Today’s word, students, is “authenticity.” It is one of my favorite answers to the question, “What makes New Orleans different and special when compared to other American towns?” Or “Why are we this way, and they are that way?”

It is not just that New Orleans is onto itself, it’s that no one else can come close to matching our style. You’ve been to restaurants in other parts of America that claim “New Orleans-style (fill in the blank).”  Have you ever had a plate of red beans, or a jambalaya, or a po-boy that was anything like the ones at home?

Have you ever had French bread, sausage, or a Sazerac that you would seek out if you were in Gentilly and not in Buffalo? It’s those failings of style and taste where authenticity creeps back into the measurements.

Let’s focus here on cocktails that were actually invented here or are completely associated with our town. History proves the truth, and here are the correct recipes. This may not be the way you make or like these drinks but, once again, check out the title of this article.



The oldest named cocktail in existence, and first crafted here. The original spirit was Cognac and in the late 1800’s morphed into a Rye Whiskey-based beverage.

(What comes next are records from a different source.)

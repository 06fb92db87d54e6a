//! Grid presentation of a filtered view.

use serde::Serialize;

use crate::schema::{ColumnKind, JobTable, Value, Widget};

#[derive(Debug, Clone, PartialEq, Serialize)]
pub struct GridColumn {
    pub name: String,
    pub kind: ColumnKind,
    pub widget: Widget,
}

#[derive(Debug, Clone, PartialEq, Serialize)]
pub struct GridRow {
    /// Canonical row index, sent back with edits.
    pub source_row: usize,
    /// 1-based position in the grid.
    pub display_index: usize,
    pub cells: Vec<Value>,
}

/// The editable (or read-only) grid for one view.
#[derive(Debug, Clone, PartialEq, Serialize)]
pub struct Grid {
    pub columns: Vec<GridColumn>,
    pub rows: Vec<GridRow>,
    pub editable: bool,
}

/// Lay out a view as a grid, choosing each column's widget from its type tag.
pub fn present(view: &JobTable, editable: bool) -> Grid {
    let columns = view
        .columns
        .iter()
        .map(|c| GridColumn {
            name: c.name.clone(),
            kind: c.kind,
            widget: c.kind.widget(),
        })
        .collect();

    let rows = view
        .rows
        .iter()
        .enumerate()
        .map(|(i, r)| GridRow {
            source_row: r.source_row,
            display_index: i + 1,
            cells: r.cells.clone(),
        })
        .collect();

    Grid {
        columns,
        rows,
        editable,
    }
}
//! Export command - write a filtered view to a delimited file.

use std::path::PathBuf;

use colored::Colorize;
use jobdash::backend::write_table;
use jobdash::FilterEngine;

use super::load_table;
use crate::cli::{FilterArgs, Preset, SourceArgs};

pub fn run(
    source: SourceArgs,
    filters: FilterArgs,
    preset: Preset,
    output: PathBuf,
) -> Result<(), Box<dyn std::error::Error>> {
    let (table, metadata) = load_table(&source)?;

    let options = filters.options(preset.config().filters);
    let outcome = FilterEngine::new(options).apply(&table, &filters.criteria()?);

    let delimiter = match output.extension().and_then(|e| e.to_str()) {
        Some(ext) if ext.eq_ignore_ascii_case("tsv") => b'\t',
        _ => b',',
    };
    write_table(&output, &outcome.view, delimiter)?;

    println!(
        "{} {} of {} rows from {} to {}",
        "Exported".green().bold(),
        outcome.view.row_count().to_string().white().bold(),
        table.row_count(),
        metadata.location,
        output.display()
    );

    Ok(())
}
//! Progress event bus.
//!
//! **Grounded on:** `wkmp-common/src/events/mod.rs` (`EventBus`, backed by
//! `tokio::sync::broadcast`). The embedding process (UI, CLI, HTTP/SSE
//! server) subscribes to this bus; this crate never renders progress itself.

use std::time::{Duration, Instant};

use serde::{Deserialize, Serialize};
use tokio::sync::broadcast;
use uuid::Uuid;

/// Which phase of a batch a progress event belongs to.
#[derive(Debug, Clone, Copy, PartialEq, Eq, Serialize, Deserialize)]
pub enum Phase {
    Scanning,
    Fingerprinting,
    Resolving,
}

/// Outcome of the most recently processed item, attached to progress events
/// so a UI can show a running tally without polling separately.
#[derive(Debug, Clone, PartialEq, Eq, Serialize, Deserialize)]
pub enum LastOutcome {
    AutoApplied,
    QueuedForReview,
    Unmatched,
    Failed,
}

/// A single progress update. Subject to the throttle contract in §4.1: at
/// most one event per 1% of `total` or one per 250ms, whichever fires first,
/// with the final event (`completed == total`) always emitted.
#[derive(Debug, Clone, Serialize, Deserialize)]
pub struct ProgressEvent {
    pub batch_id: Uuid,
    pub phase: Phase,
    pub completed: usize,
    pub total: usize,
    pub eta_hint: Option<Duration>,
    pub current_path: Option<String>,
    pub last_outcome: Option<LastOutcome>,
}

/// Bus-wide event envelope. Progress updates are the only event kind this
/// crate emits; the enum leaves room for an embedder-defined extension
/// without widening this crate's public surface.
#[derive(Debug, Clone, Serialize, Deserialize)]
pub enum PipelineEvent {
    Progress(ProgressEvent),
    /// Fingerprint tool is unavailable; all tracks degrade to tag-based
    /// resolution for the remainder of the batch. Emitted once per batch.
    FingerprintToolMissing { batch_id: Uuid },
}

/// Broadcasts pipeline events to any number of subscribers.
#[derive(Clone)]
pub struct EventBus {
    tx: broadcast::Sender<PipelineEvent>,
}

impl EventBus {
    pub fn new(capacity: usize) -> Self {
        let (tx, _) = broadcast::channel(capacity);
        Self { tx }
    }

    pub fn subscribe(&self) -> broadcast::Receiver<PipelineEvent> {
        self.tx.subscribe()
    }

    /// Emit an event, ignoring the case where nobody is listening.
    pub fn emit_lossy(&self, event: PipelineEvent) {
        let _ = self.tx.send(event);
    }

    pub fn subscriber_count(&self) -> usize {
        self.tx.receiver_count()
    }
}

impl Default for EventBus {
    fn default() -> Self {
        Self::new(1000)
    }
}

/// Throttles progress emission to the §4.1 contract: one event per 1% of
/// `total`, or one per 250ms, whichever comes first; the final event is
/// always forced through regardless of the throttle state.
pub struct ProgressThrottle {
    total: usize,
    last_emitted_count: usize,
    last_emitted_at: Instant,
    step: usize,
}

impl ProgressThrottle {
    pub fn new(total: usize) -> Self {
        Self {
            total,
            last_emitted_count: 0,
            last_emitted_at: Instant::now(),
            step: (total / 100).max(1),
        }
    }

    /// Returns `true` if an event should be emitted for `completed` now.
    /// Always returns `true` once `completed >= total` (final event).
    pub fn should_emit(&mut self, completed: usize) -> bool {
        let is_final = completed >= self.total;
        let count_elapsed = completed.saturating_sub(self.last_emitted_count) >= self.step;
        let time_elapsed = self.last_emitted_at.elapsed() >= Duration::from_millis(250);

        if is_final || count_elapsed || time_elapsed {
            self.last_emitted_count = completed;
            self.last_emitted_at = Instant::now();
            true
        } else {
            false
        }
    }
}

#[cfg(test)]
mod tests {
    use super::*;

    #[test]
    fn final_event_always_emits() {
        let mut throttle = ProgressThrottle::new(1000);
        assert!(!throttle.should_emit(1));
        assert!(throttle.should_emit(1000));
    }

    #[test]
    fn emits_on_one_percent_steps() {
        let mut throttle = ProgressThrottle::new(1000);
        assert!(!throttle.should_emit(5));
        assert!(throttle.should_emit(10));
    }

    #[tokio::test]
    async fn subscribers_receive_emitted_events() {
        let bus = EventBus::new(16);
        let mut rx = bus.subscribe();
        bus.emit_lossy(PipelineEvent::Progress(ProgressEvent {
            batch_id: Uuid::new_v4(),
            phase: Phase::Scanning,
            completed: 1,
            total: 10,
            eta_hint: None,
            current_path: None,
            last_outcome: None,
        }));
        let event = rx.recv().await.unwrap();
        matches!(event, PipelineEvent::Progress(_));
    }
}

  • 1/4 oz Absinthe or Herbsaint
  • One sugar cube
  • 1 1/2 oz Rye whiskey or Cognac
  • Three dashes Peychaud’s Bitters
  1. Rinse a chilled old-fashioned glass with the absinthe or herbsaint. Add crushed ice and set it aside.
  2. In another glass, stir the remaining ingredients over ice and set it aside.
  3. In the original glass, discard the ice and any excess absinthe from the prepared glass, and strain the drink from the second glass into the original glass.
  4. Add the Lemon peel for garnish. Serve straight up, no ice.



Brandy Crusta

Created in New Orleans around 1858 by Joseph Santini. Thanks to Chris Hannah, mixologist at Jewel of the South. Courtesy of


  • 1 ¾ ounces Cognac
  • ¾ ounce lemon juice
  • ½ ounce orange Curaçao
  • ¼ ounce maraschino liqueur
  • 2 dashes Angostura
  • Garnish: sugar-rimmed glass, peel of half a lemon
  1. Add all ingredients to a cocktail shaker over ice.
  2. Shake and strain into a sugar-rimmed cocktail glass.
  3. Garnish with the peel of half a lemon.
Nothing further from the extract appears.